Figure 2.

Effect of low-dose CUR and RES on PBMC proliferation and cell death. (A–E) Cell proliferation of resting PBMCs was assessed by flow cytometry using the dilution of CFSE dye after 96 h of treatment with DMSO, CUR and/or RES (5 µM). The results are presented as the mean ± SD of the frequency of cells subsets in PBMCs from five or eight healthy donors. (A) Total lymphocytes identified based on morphological characteristics on FSC/SSC; (B) CD3⁺CD19⁻CD14⁻CD4⁺ helper T lymphocytes, (C) CD3⁺CD19⁻CD14⁻CD8⁺ cytotoxic T lymphocytes, (D) CD3⁻CD14⁻CD19⁺ B cells and (E) CD3⁻CD19⁻CD14⁻CD56⁺ NK cells, identified by positive staining for the respective markers.
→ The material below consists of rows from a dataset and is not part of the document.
use anyhow::{Context, Result};
use chrono::{DateTime, Utc};
use serde::{Deserialize, Serialize};
use std::fs::OpenOptions;
use std::io::Write;
use std::path::{Path, PathBuf};
use tracing::debug;

use crate::model::ProtocolRiskReport;

/// One line of the scoring history log.
#[derive(Debug, Clone, Serialize, Deserialize)]
pub struct ReportLogEntry {
    pub timestamp: DateTime<Utc>,
    pub protocol: String,
    pub address: String,
    pub overall_score: f64,
    pub overall_severity: String,
    pub finding_count: usize,
}

impl ReportLogEntry {
    pub fn from_report(report: &ProtocolRiskReport) -> Self {
        Self {
            timestamp: report.timestamp,
            protocol: report.protocol.clone(),
            address: report.address.clone(),
            overall_score: report.overall_score,
            overall_severity: report.overall_severity.to_string(),
            finding_count: report
                .categories
                .iter()
                .map(|c| c.findings.len())
                .sum(),
        }
    }
}

/// Append-only JSONL log of scored protocols, one entry per line.
pub struct ReportLogger {
    log_path: PathBuf,
}

impl ReportLogger {
    pub fn new(log_dir: &Path) -> Result<Self> {
        std::fs::create_dir_all(log_dir)
            .with_context(|| format!("creating log directory {}", log_dir.display()))?;

        Ok(Self {
            log_path: log_dir.join("reports.jsonl"),
        })
    }

    pub async fn log_report(&self, report: &ProtocolRiskReport) -> Result<()> {
        let entry = ReportLogEntry::from_report(report);
        let json = serde_json::to_string(&entry)?;

        let mut file = OpenOptions::new()
            .create(true)
            .append(true)
            .open(&self.log_path)
            .with_context(|| format!("opening report log {}", self.log_path.display()))?;

        writeln!(file, "{json}")?;
        debug!(path = %self.log_path.display(), protocol = %entry.protocol, "report logged");

        Ok(())
    }
}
Statistical significance of the effects obtained with CUR and RES, alone or in combination, was calculated with two-tailed unpaired Student’s t test (* p ≤ 0.05). (F) Percentages of viable, necrotic, early and late apoptotic cells after 96 h of treatment with DMSO, CUR and/or RES (5 µM) as assessed by the Annexin V/AAD assay and flow cytometry. Results are expressed as the mean ± SD of the independent analysis of PBMCs from eight healthy donors. Statistical significance of the effects obtained with CUR and RES, alone or in combination, was calculated with one-way ANOVA.